According to a press release, Trestle is developing functional kidney tissue to supplement and replace lost renal function in kidney failure patients. The company is building these novel tissue therapeutics through the integration of stem cell biology and 3D biofabrication technologies.

“Patients living with kidney failure have had the same two standard-of-care treatment options for more than 60 years,” said Ben Shepherd, co-founder and CEO of Trestle. “We are really excited to embark on the ambitious mission of changing that and building upon the work of the Lewis and Morizane labs towards making this a reality for those patients.”

The technology to be commercialised by Trestle not only enables the rapid fabrication of vascularised kidney tissue at scale for regenerative medicine solutions, but also paves the way for increasing tissue maturation and vascular development within stem cell-derived organoids in response to fluid flow, the release continues.

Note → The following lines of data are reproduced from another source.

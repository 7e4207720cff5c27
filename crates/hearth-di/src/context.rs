//! Resolution context
//!
//! One context serves one top-level request tree. It tracks the identifiers
//! in progress for cycle detection and routes lookups to the container root.

use std::sync::Arc;

use tracing::trace;

use crate::cycle_detection::CycleDetectionState;
use crate::error::DiResult;
use crate::identifier::Identifier;
use crate::injector::InjectorCore;
use crate::instance::{ErasedSet, Instance};
use crate::provider::{SharedProvider, erased_set_of};

pub(crate) struct ResolutionContext<'a> {
	root: &'a Arc<InjectorCore>,
	cycles: CycleDetectionState,
}

impl<'a> ResolutionContext<'a> {
	pub(crate) fn new(root: &'a Arc<InjectorCore>) -> Self {
		Self {
			root,
			cycles: CycleDetectionState::new(root.settings().max_resolution_depth),
		}
	}

	pub(crate) fn root(&self) -> &'a Arc<InjectorCore> {
		self.root
	}

	/// Resolves a single instance of `identifier`.
	pub(crate) fn request_instance(&mut self, identifier: &Identifier) -> DiResult<Instance> {
		self.tracked(identifier, |context| {
			let provider = context.root.lookup_provider(identifier)?;
			provider.provide(context)
		})
	}

	/// The provider for `identifier`, without invoking it.
	pub(crate) fn request_provider(&self, identifier: &Identifier) -> DiResult<SharedProvider> {
		self.root.lookup_provider(identifier)
	}

	pub(crate) fn request_multiple_providers(
		&self,
		identifier: &Identifier,
	) -> DiResult<SharedProvider> {
		self.root.multiple_provider(identifier)
	}

	pub(crate) fn request_multiple_instances(
		&mut self,
		identifier: &Identifier,
	) -> DiResult<ErasedSet> {
		let provider = self.request_multiple_providers(identifier)?;
		let instance = self.tracked(identifier, |context| provider.provide(context))?;
		erased_set_of(&instance)
	}

	pub(crate) fn request_optional_provider(
		&self,
		identifier: &Identifier,
	) -> DiResult<Option<SharedProvider>> {
		self.root.optional_provider(identifier)
	}

	pub(crate) fn request_optional_instance(
		&mut self,
		identifier: &Identifier,
	) -> DiResult<Option<Instance>> {
		match self.request_optional_provider(identifier)? {
			Some(provider) => self
				.tracked(identifier, |context| provider.provide(context))
				.map(Some),
			None => Ok(None),
		}
	}

	/// Runs `resolve` with `identifier` marked in progress.
	///
	/// The marker is released whether or not `resolve` succeeds.
	fn tracked<R>(
		&mut self,
		identifier: &Identifier,
		resolve: impl FnOnce(&mut Self) -> DiResult<R>,
	) -> DiResult<R> {
		self.cycles.begin_resolution(identifier)?;
		trace!(
			depth = self.cycles.depth(),
			"Resolving {}",
			identifier
		);
		let result = resolve(self);
		self.cycles.end_resolution(identifier);
		result
	}
}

These are essential components of building large, functional tissues that will one day be used to supplement, or even replace, renal function in kidney failure patients, it adds.

The core of the technology being licensed to Trestle was developed by a multidisciplinary research team in the laboratories of Jennifer Lewis and Ryuji Morizane—both of whom are members of Trestle’s scientific advisory board.

Lewis is a Wyss Core faculty member, leads the Wyss Institute’s 3D Organ Engineering Initiative, is the Hansjörg Wyss professor of Biologically Inspired Engineering at Harvard SEAS, and is a principal faculty member of the Harvard Stem Cell Institute. Morizane is a principal investigator at Massachusetts General Hospital, an assistant professor at Harvard Medical School, an affiliated faculty member at Harvard Stem Cell Institute, and a visiting scholar at the Wyss Institute.